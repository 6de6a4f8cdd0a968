//! Daily risk bookkeeping for the paper account

use chrono::NaiveDate;
use rust_decimal::Decimal;
use rust_decimal_macros::dec;
use serde::{Deserialize, Serialize};
use tracing::{info, warn};

use super::position_book::Position;

/// Risk configuration for the paper account
#[derive(Clone, Debug, Serialize, Deserialize)]
#[serde(default)]
pub struct RiskConfig {
    /// Equity the paper account starts with
    pub starting_equity: Decimal,
    /// Fractional daily loss that halts entries for the day (0.03 = 3%)
    pub daily_max_loss: Decimal,
    /// Fraction of equity put at risk by a single new position (0.02 = 2%)
    pub risk_per_trade: Decimal,
}

impl Default for RiskConfig {
    fn default() -> Self {
        Self {
            starting_equity: dec!(10000),
            daily_max_loss: dec!(0.03),
            risk_per_trade: dec!(0.02),
        }
    }
}

/// Tracks equity, daily realized P&L and the daily halt flag.
///
/// The ledger never rejects a fill; admission checks happen upstream in the
/// decision engine. Day-scoped fields reset exactly once per new trading
/// day, via `roll_day`.
#[derive(Clone, Debug)]
pub struct RiskLedger {
    config: RiskConfig,
    equity: Decimal,
    daily_start_equity: Decimal,
    daily_realized_pnl: Decimal,
    halted_for_day: bool,
    day: Option<NaiveDate>,
}

impl RiskLedger {
    pub fn new(config: RiskConfig) -> Self {
        let equity = config.starting_equity;
        Self {
            config,
            equity,
            daily_start_equity: equity,
            daily_realized_pnl: Decimal::ZERO,
            halted_for_day: false,
            day: None,
        }
    }

    /// Realize a fill into equity and daily P&L, returning the P&L
    pub fn record_fill(&mut self, position: &Position, exit_price: Decimal) -> Decimal {
        let pnl = position.size * (exit_price - position.entry_price) * position.direction.sign();
        self.daily_realized_pnl += pnl;
        self.equity += pnl;
        pnl
    }

    /// Fractional loss since the day start. Negative values mean a gain.
    pub fn daily_loss_ratio(&self) -> Decimal {
        if self.daily_start_equity.is_zero() {
            return Decimal::ZERO;
        }
        -self.daily_realized_pnl / self.daily_start_equity
    }

    /// Latches the halt flag once the daily loss limit is breached.
    ///
    /// Monotonic within a day: once set, only `roll_day` clears it.
    pub fn check_and_apply_halt(&mut self) -> bool {
        if !self.halted_for_day && self.daily_loss_ratio() >= self.config.daily_max_loss {
            warn!(
                day_loss = %self.daily_loss_ratio(),
                limit = %self.config.daily_max_loss,
                "daily loss limit breached, halting entries for the day"
            );
            self.halted_for_day = true;
        }
        self.halted_for_day
    }

    /// Maximum capital at risk for a single new position
    pub fn max_risk_amount(&self) -> Decimal {
        self.config.risk_per_trade * self.equity
    }

    /// Snapshot equity and clear daily state for a new trading day.
    ///
    /// Called exactly once per day boundary, when the tick's day marker
    /// differs from the stored one (the first tick of a session included).
    pub fn roll_day(&mut self, new_day: NaiveDate) {
        self.daily_start_equity = self.equity;
        self.daily_realized_pnl = Decimal::ZERO;
        self.halted_for_day = false;
        self.day = Some(new_day);
        info!(day = %new_day, equity = %self.equity, "trading day initialized");
    }

    pub fn day(&self) -> Option<NaiveDate> {
        self.day
    }

    pub fn equity(&self) -> Decimal {
        self.equity
    }

    pub fn daily_start_equity(&self) -> Decimal {
        self.daily_start_equity
    }

    pub fn daily_realized_pnl(&self) -> Decimal {
        self.daily_realized_pnl
    }

    pub fn halted_for_day(&self) -> bool {
        self.halted_for_day
    }

    pub fn config(&self) -> &RiskConfig {
        &self.config
    }
}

□ □ □ □

• [Activity]
Reproduce the records above exactly, from the first line through the line containing "day (0.03 = 3%)", and output nothing else.

• [Solution to this task]
repository 6de6a4f8cdd0a968
//! Daily risk bookkeeping for the paper account

use chrono::NaiveDate;
use rust_decimal::Decimal;
use rust_decimal_macros::dec;
use serde::{Deserialize, Serialize};
use tracing::{info, warn};

use super::position_book::Position;

/// Risk configuration for the paper account
#[derive(Clone, Debug, Serialize, Deserialize)]
#[serde(default)]
pub struct RiskConfig {
    /// Equity the paper account starts with
    pub starting_equity: Decimal,
    /// Fractional daily loss that halts entries for the day (0.03 = 3%)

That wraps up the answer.